- Exercise:
Each line of the listing that includes "FilterResult" should be reported.

- Exercise input:
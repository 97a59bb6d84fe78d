//! JSON payloads consumed and produced by the filter runner.
//!
//! Input payloads look like
//!
//! ```text
//! {
//!     "numerator": [0.02008337, 0.04016673, 0.02008337],
//!     "denominator": [1.0, -1.56101808, 0.64135154],
//!     "signal": [1.0, 0.0, 0.0]
//! }
//! ```
//!
//! and results carry `output` and the original `signal`.  Everything is
//! written pretty printed with four space indentation.

use crate::filter::iir_filter::IirFilter;
use crate::filter::FilterError;
use crate::io::PayloadError;
use log::{debug, info};
use serde::{Deserialize, Serialize};
use serde_json::ser::PrettyFormatter;
use serde_json::Serializer;
use std::io::{Read, Write};

/// Numerator of the second order low pass used for generated payloads.
pub const LOWPASS_NUMERATOR: [f64; 3] = [0.02008337, 0.04016673, 0.02008337];
/// Denominator of the second order low pass used for generated payloads.
pub const LOWPASS_DENOMINATOR: [f64; 3] = [1.0, -1.56101808, 0.64135154];

/// Coefficients plus the signal to filter.
#[derive(Clone, Debug, PartialEq, Serialize, Deserialize)]
pub struct FilterPayload {
    pub numerator: Vec<f64>,
    pub denominator: Vec<f64>,
    pub signal: Vec<f64>,
}

/// Filter output alongside the signal that produced it.
#[derive(Clone, Debug, PartialEq, Serialize, Deserialize)]
pub struct FilterResult {
    pub output: Vec<f64>,
    pub signal: Vec<f64>,
}

impl FilterPayload {
    /// Wraps `signal` with the default low pass coefficients.
    pub fn lowpass(signal: Vec<f64>) -> Self {
        FilterPayload {
            numerator: LOWPASS_NUMERATOR.to_vec(),
            denominator: LOWPASS_DENOMINATOR.to_vec(),
            signal,
        }
    }

    /// Builds a filter from the payload coefficients and runs every signal
    /// sample through it in order.
    ///
    /// # Examples
    ///
    /// ```
    /// use iir_rs::io::payload::FilterPayload;
    ///
    /// let payload = FilterPayload {
    ///     numerator: vec![1.0, 1.0],
    ///     denominator: vec![2.0],
    ///     signal: vec![2.0, 4.0, 6.0],
    /// };
    /// let result = payload.run().unwrap();
    /// assert_eq!(result.output, vec![1.0, 3.0, 5.0]);
    /// ```
    pub fn run(&self) -> Result<FilterResult, FilterError> {
        let mut filter = IirFilter::new(&self.numerator, &self.denominator)?;
        info!(
            "filtering {} samples with an order {} filter",
            self.signal.len(),
            filter.order()
        );
        let output = filter.filter(&self.signal);
        debug!("final filter state:\n{}", filter);
        Ok(FilterResult {
            output,
            signal: self.signal.clone(),
        })
    }
}

/// Parses a payload from `reader`.  Missing or mistyped fields are reported
/// as `PayloadError::Parse`.
pub fn read_payload<R: Read>(reader: R) -> Result<FilterPayload, PayloadError> {
    let payload: FilterPayload = serde_json::from_reader(reader)?;
    debug!(
        "read payload: {} numerator, {} denominator, {} signal values",
        payload.numerator.len(),
        payload.denominator.len(),
        payload.signal.len()
    );
    Ok(payload)
}

pub fn write_payload<W: Write>(
    writer: W,
    payload: &FilterPayload,
) -> Result<(), PayloadError> {
    write_pretty(writer, payload)
}

pub fn write_result<W: Write>(
    writer: W,
    result: &FilterResult,
) -> Result<(), PayloadError> {
    write_pretty(writer, result)
}

fn write_pretty<W, S>(writer: W, value: &S) -> Result<(), PayloadError>
where
    W: Write,
    S: Serialize,
{
    let formatter = PrettyFormatter::with_indent(b"    ");
    let mut ser = Serializer::with_formatter(writer, formatter);
    value.serialize(&mut ser)?;
    let mut writer = ser.into_inner();
    writeln!(writer)?;
    writer.flush()?;
    Ok(())
}
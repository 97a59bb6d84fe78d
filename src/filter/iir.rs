//! Direct form I recurrence over caller owned state.
//!
//! These functions evaluate the IIR difference equation by shifting the
//! whole state vector on every sample.  They are simple enough to check by
//! hand and are what `IirFilter` is tested against, but `IirFilter` should be
//! preferred for long running streams since it avoids moving history around.
//!
//! `inputs` must be as long as `numerator` and `outputs` one shorter than
//! `denominator`.  Assume initial state of 0's unless the caller provides
//! otherwise.

use num_traits::Num;

/// Runs one sample through the recurrence.
///
/// # Arguments
///
/// * `input` - Input sample to be filtered.
/// * `numerator` - Feed forward coefficients, `numerator[0]` applied to the
///   newest input.
/// * `denominator` - Feed back coefficients, `denominator[0]` is the output
///   scale and must be non-zero.
/// * `inputs` - Past inputs, newest first.
/// * `outputs` - Past outputs, newest first.
///
/// # Examples
///
/// ```
/// use iir_rs::filter::iir::*;
///
/// let numerator = vec![0.5_f64, 0.5];
/// let denominator = vec![1.0_f64, -0.5];
/// let mut inputs = vec![0.0; 2];
/// let mut outputs = vec![0.0; 1];
///
/// let first = iir(&1.0, &numerator, &denominator, &mut inputs, &mut outputs);
/// let second = iir(&0.0, &numerator, &denominator, &mut inputs, &mut outputs);
/// assert_eq!(first, 0.5);
/// assert_eq!(second, 0.75);
/// ```
pub fn iir<T>(
    input: &T,
    numerator: &[T],
    denominator: &[T],
    inputs: &mut Vec<T>,
    outputs: &mut Vec<T>,
) -> T
where
    T: Num + Copy,
{
    inputs.rotate_right(1);
    inputs[0] = *input;
    let feed_forward = numerator
        .iter()
        .zip(inputs.iter())
        .fold(T::zero(), |acc, (b, x)| acc + *b * *x);
    let feed_back = denominator[1..]
        .iter()
        .zip(outputs.iter())
        .fold(T::zero(), |acc, (a, y)| acc + *a * *y);
    let output = (feed_forward - feed_back) / denominator[0];
    if !outputs.is_empty() {
        outputs.rotate_right(1);
        outputs[0] = output;
    }
    output
}

/// Runs a batch of samples through the recurrence.
///
/// # Arguments
///
/// * `input` - Input batch of samples to be filtered.
/// * `numerator` - Feed forward coefficients.
/// * `denominator` - Feed back coefficients.
/// * `inputs` - Past inputs, newest first.
/// * `outputs` - Past outputs, newest first.
///
/// # Examples
///
/// ```
/// use iir_rs::filter::iir::*;
///
/// let input: Vec<f64> = (0..100).map(|x| (x as f64).cos()).collect();
/// let numerator = vec![0.2, 0.6, 0.6, 0.2];
/// let denominator = vec![1.0, -0.3];
/// let mut inputs = vec![0.0; 4];
/// let mut outputs = vec![0.0; 1];
///
/// let output = batch_iir(
///     &input,
///     &numerator,
///     &denominator,
///     &mut inputs,
///     &mut outputs,
/// );
/// assert_eq!(output.len(), 100);
/// ```
pub fn batch_iir<T>(
    input: &[T],
    numerator: &[T],
    denominator: &[T],
    inputs: &mut Vec<T>,
    outputs: &mut Vec<T>,
) -> Vec<T>
where
    T: Num + Copy,
{
    let mut output = Vec::with_capacity(input.len());
    for sample in input {
        output.push(iir(sample, numerator, denominator, inputs, outputs));
    }
    output
}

- Written reply:
pub struct FilterResult {
    pub fn run(&self) -> Result<FilterResult, FilterError> {
        Ok(FilterResult {
    result: &FilterResult,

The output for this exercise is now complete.